Ancak AB’deki liderler bir konuda taviz vermeyeceklerdir: İngiltere AB pazarına erişim istiyorsa, AB denetiminden kaçamayacaktır.

Önümüzdeki süreçte müzakerelere ‘adil rekabet’ kavramı damga vurabilir. AB İngiltere’nin vergi indirimleri, ekonomik denetim serbestileri, gevşek çevre ya da işgücü yönetmelikleri vasıtasıyla AB’yi alt etmeye çalışmasına engel olmak isteyecektir.

Fakat Brexit gerçekleşince yürürlükten kalkacak o ‘meşakkatli’ yönetmeliklerden söz eden Brexitçileri hatırlayalım. Johnson hükümetinin şimdiye dek verdiği görüntü, ülkenin AB yönetmeliklerinden çok şaşmayacağı yönünde. Ancak o ilk vaatlere dönülecek olursa işler karışabilir. AB şu an İngiltere’nin en büyük ticaret ortağı. İngiltere üretimi malların %45’i AB’ye gidiyor ve ithalatının yarısı AB menşeili.

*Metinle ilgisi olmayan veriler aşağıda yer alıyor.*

//! Operation entity for a single API operation on a path.

use super::{
    Responses,
    extensions::{Extensions, deserialize_extensions},
};

/// Describes a single API operation on a path.
#[derive(Debug, Clone, PartialEq, Default, serde::Serialize, serde::Deserialize)]
pub struct Operation {
    /// A short summary of what the operation does.
    #[serde(skip_serializing_if = "Option::is_none")]
    pub summary: Option<String>,

    /// A verbose explanation of the operation behavior.
    #[serde(skip_serializing_if = "Option::is_none")]
    pub description: Option<String>,

    /// A unique identifier for the operation.
    #[serde(rename = "operationId", skip_serializing_if = "Option::is_none")]
    pub operation_id: Option<String>,

    /// Tags for grouping operations.
    #[serde(skip_serializing_if = "Option::is_none")]
    pub tags: Option<Vec<String>>,

    /// MIME types the operation can consume.
    #[serde(skip_serializing_if = "Option::is_none")]
    pub consumes: Option<Vec<String>>,

    /// MIME types the operation can produce.
    #[serde(skip_serializing_if = "Option::is_none")]
    pub produces: Option<Vec<String>>,

    /// Parameters of the operation, kept as raw JSON.
    #[serde(skip_serializing_if = "Option::is_none")]
    pub parameters: Option<Vec<serde_json::Value>>,

    /// The possible responses of the operation.
    #[serde(skip_serializing_if = "Option::is_none")]
    pub responses: Option<Responses>,

    /// Whether the operation is deprecated.
    #[serde(skip_serializing_if = "Option::is_none")]
    pub deprecated: Option<bool>,

    /// Extension properties. Unknown keys without the `x-` prefix are dropped on decode.
    #[serde(flatten, deserialize_with = "deserialize_extensions")]
    pub extensions: Extensions,
}

impl Operation {
    /// Creates a new empty operation.
    pub fn new() -> Self {
        Self::default()
    }

    /// Sets the summary for the operation.
    pub fn summary(mut self, summary: impl Into<String>) -> Self {
        self.summary = Some(summary.into());
        self
    }

    /// Sets the description for the operation.
    pub fn description(mut self, description: impl Into<String>) -> Self {
        self.description = Some(description.into());
        self
    }

    /// Sets the operation ID.
    pub fn operation_id(mut self, operation_id: impl Into<String>) -> Self {
        self.operation_id = Some(operation_id.into());
        self
    }

    /// Sets the tags for the operation.
    pub fn tags(mut self, tags: Vec<String>) -> Self {
        self.tags = Some(tags);
        self
    }

    /// Sets the parameters for the operation.
    pub fn parameters(mut self, parameters: Vec<serde_json::Value>) -> Self {
        self.parameters = Some(parameters);
        self
    }

    /// Sets the responses for the operation.
    pub fn responses(mut self, responses: Responses) -> Self {
        self.responses = Some(responses);
        self
    }

    /// Marks the operation as deprecated.
    pub fn deprecated(mut self, deprecated: bool) -> Self {
        self.deprecated = Some(deprecated);
        self
    }

    /// Sets the extensions for the operation.
    pub fn extensions(mut self, extensions: Extensions) -> Self {
        self.extensions = extensions;
        self
    }
}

Johnson dünyanın geri kalanıyla yepyeni ticaret anlaşmaları yapılacağını vaat etti fakat ticareti baştan şekillendirmek zaman alan bir şey. Şu anki resme bakacak olursak eğer AB ve Birleşik Krallık 2020 sonuna dek anlaşmaya varamazsa, kıtada ekonomik ilişkiler altüst olacak.

Her halükarda, Birleşik Krallık ve AB 31 Ocak günü boşanıyor. Sonrasında herkes ‘Brexit’ gerçekten ne demekmiş görecek.